--- Problem to work on ---
Only these lines of the data below are wanted: the one with "for dashboard connections.", the one with "async fn handle_socket(socket: WebSocket, app: Arc<App>)", and any lines between them, each repeated exactly.

____________

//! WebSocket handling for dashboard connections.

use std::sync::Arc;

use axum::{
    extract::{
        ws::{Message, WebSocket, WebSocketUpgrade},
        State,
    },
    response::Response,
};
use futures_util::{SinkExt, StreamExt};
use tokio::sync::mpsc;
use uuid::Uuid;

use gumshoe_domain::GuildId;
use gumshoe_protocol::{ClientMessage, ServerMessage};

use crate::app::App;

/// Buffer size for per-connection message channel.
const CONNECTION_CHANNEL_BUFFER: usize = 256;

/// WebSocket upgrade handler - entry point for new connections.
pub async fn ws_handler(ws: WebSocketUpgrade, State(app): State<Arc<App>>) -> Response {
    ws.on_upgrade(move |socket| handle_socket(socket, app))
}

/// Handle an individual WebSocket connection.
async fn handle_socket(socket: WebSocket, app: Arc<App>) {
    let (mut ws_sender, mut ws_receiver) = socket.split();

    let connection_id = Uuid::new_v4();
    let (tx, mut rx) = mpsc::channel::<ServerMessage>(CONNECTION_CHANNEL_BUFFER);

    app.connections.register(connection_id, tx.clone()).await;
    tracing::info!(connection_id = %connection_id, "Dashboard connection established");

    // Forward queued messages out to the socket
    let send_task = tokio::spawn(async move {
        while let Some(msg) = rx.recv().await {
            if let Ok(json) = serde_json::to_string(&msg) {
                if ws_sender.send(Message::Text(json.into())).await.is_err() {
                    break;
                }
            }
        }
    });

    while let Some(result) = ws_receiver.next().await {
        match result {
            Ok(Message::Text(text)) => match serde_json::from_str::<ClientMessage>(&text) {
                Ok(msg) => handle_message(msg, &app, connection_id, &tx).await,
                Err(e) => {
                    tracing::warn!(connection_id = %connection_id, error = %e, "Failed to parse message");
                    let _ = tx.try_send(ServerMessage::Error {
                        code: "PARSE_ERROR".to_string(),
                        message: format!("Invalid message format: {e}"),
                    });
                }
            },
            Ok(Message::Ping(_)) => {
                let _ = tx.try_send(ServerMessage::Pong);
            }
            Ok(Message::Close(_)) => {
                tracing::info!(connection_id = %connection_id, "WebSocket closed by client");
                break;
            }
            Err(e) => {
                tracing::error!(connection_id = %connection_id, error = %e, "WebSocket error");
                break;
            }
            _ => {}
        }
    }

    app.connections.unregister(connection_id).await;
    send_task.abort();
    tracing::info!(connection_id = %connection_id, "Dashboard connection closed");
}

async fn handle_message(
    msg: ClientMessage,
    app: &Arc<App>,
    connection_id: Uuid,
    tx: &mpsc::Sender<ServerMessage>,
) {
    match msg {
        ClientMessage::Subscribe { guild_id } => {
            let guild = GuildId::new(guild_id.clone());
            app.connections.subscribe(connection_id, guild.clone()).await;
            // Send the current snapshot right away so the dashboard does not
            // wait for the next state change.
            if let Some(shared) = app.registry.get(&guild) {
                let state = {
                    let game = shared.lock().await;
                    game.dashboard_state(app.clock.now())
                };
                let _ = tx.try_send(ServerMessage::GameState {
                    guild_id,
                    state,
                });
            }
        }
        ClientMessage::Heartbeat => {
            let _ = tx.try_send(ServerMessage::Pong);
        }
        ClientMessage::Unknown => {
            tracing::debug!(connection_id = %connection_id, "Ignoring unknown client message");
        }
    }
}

____________

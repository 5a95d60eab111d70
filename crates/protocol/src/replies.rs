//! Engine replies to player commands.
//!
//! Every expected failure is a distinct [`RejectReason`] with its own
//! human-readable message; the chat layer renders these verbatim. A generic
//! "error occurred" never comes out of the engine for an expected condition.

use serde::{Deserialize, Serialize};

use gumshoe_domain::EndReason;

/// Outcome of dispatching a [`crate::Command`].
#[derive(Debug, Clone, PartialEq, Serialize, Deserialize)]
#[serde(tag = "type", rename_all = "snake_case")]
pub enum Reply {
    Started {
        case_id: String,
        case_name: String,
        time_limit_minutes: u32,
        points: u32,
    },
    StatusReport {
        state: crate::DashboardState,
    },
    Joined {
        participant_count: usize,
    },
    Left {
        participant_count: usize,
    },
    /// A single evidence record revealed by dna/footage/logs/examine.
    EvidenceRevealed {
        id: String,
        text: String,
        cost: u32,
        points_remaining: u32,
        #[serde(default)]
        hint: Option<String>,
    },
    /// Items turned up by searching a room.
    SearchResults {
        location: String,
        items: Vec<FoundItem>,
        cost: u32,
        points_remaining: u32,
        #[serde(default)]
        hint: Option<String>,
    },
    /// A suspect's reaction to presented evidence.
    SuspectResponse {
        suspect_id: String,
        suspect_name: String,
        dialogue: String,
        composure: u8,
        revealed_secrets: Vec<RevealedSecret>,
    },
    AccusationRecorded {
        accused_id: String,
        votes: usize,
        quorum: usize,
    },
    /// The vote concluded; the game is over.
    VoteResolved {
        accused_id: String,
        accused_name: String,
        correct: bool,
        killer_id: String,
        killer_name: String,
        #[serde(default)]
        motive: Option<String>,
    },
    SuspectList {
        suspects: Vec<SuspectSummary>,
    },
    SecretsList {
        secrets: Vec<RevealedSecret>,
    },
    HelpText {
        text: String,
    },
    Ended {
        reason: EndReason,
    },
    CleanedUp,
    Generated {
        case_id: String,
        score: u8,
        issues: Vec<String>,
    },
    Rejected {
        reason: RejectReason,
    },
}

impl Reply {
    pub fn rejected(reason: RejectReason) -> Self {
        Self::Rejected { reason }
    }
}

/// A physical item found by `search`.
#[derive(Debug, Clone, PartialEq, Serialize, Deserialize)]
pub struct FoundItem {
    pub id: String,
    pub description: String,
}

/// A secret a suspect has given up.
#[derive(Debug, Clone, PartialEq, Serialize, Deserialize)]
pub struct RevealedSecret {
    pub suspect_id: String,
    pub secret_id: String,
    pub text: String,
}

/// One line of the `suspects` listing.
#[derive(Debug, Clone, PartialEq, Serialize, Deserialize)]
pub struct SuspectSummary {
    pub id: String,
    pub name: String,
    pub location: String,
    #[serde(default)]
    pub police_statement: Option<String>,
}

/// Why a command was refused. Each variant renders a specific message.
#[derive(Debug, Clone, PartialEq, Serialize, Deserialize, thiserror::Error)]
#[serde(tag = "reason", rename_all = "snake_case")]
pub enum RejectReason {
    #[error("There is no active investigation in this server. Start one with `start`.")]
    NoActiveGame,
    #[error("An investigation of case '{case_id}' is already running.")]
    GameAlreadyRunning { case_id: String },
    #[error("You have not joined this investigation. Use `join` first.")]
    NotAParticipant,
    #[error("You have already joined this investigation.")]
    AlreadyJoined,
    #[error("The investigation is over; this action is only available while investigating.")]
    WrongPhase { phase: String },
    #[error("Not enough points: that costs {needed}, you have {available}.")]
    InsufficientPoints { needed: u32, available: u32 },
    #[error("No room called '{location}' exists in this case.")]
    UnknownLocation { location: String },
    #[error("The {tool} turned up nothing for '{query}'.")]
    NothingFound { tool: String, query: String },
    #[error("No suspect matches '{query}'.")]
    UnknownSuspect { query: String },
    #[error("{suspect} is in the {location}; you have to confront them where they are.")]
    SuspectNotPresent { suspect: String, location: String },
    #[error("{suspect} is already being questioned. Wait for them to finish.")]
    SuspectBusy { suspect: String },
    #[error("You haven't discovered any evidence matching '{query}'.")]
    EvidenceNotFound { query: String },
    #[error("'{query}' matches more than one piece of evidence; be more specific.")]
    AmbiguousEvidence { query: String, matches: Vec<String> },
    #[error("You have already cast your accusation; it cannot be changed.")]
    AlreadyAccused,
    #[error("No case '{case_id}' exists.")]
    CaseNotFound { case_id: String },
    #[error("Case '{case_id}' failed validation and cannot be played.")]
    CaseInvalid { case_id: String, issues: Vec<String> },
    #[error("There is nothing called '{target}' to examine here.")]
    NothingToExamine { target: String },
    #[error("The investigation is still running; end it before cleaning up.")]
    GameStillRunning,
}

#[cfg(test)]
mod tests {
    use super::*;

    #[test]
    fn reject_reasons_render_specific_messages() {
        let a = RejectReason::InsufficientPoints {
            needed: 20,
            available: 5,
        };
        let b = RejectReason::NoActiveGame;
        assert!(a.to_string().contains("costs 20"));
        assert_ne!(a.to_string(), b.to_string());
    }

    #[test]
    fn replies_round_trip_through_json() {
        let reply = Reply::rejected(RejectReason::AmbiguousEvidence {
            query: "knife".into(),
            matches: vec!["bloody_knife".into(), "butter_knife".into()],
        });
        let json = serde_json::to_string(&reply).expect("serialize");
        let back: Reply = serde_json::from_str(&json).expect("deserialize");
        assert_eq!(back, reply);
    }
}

____________

--- Task output ---
//! WebSocket handling for dashboard connections.

use std::sync::Arc;

use axum::{
    extract::{
        ws::{Message, WebSocket, WebSocketUpgrade},
        State,
    },
    response::Response,
};
use futures_util::{SinkExt, StreamExt};
use tokio::sync::mpsc;
use uuid::Uuid;

use gumshoe_domain::GuildId;
use gumshoe_protocol::{ClientMessage, ServerMessage};

use crate::app::App;

/// Buffer size for per-connection message channel.
const CONNECTION_CHANNEL_BUFFER: usize = 256;

/// WebSocket upgrade handler - entry point for new connections.
pub async fn ws_handler(ws: WebSocketUpgrade, State(app): State<Arc<App>>) -> Response {
    ws.on_upgrade(move |socket| handle_socket(socket, app))
}

/// Handle an individual WebSocket connection.
async fn handle_socket(socket: WebSocket, app: Arc<App>) {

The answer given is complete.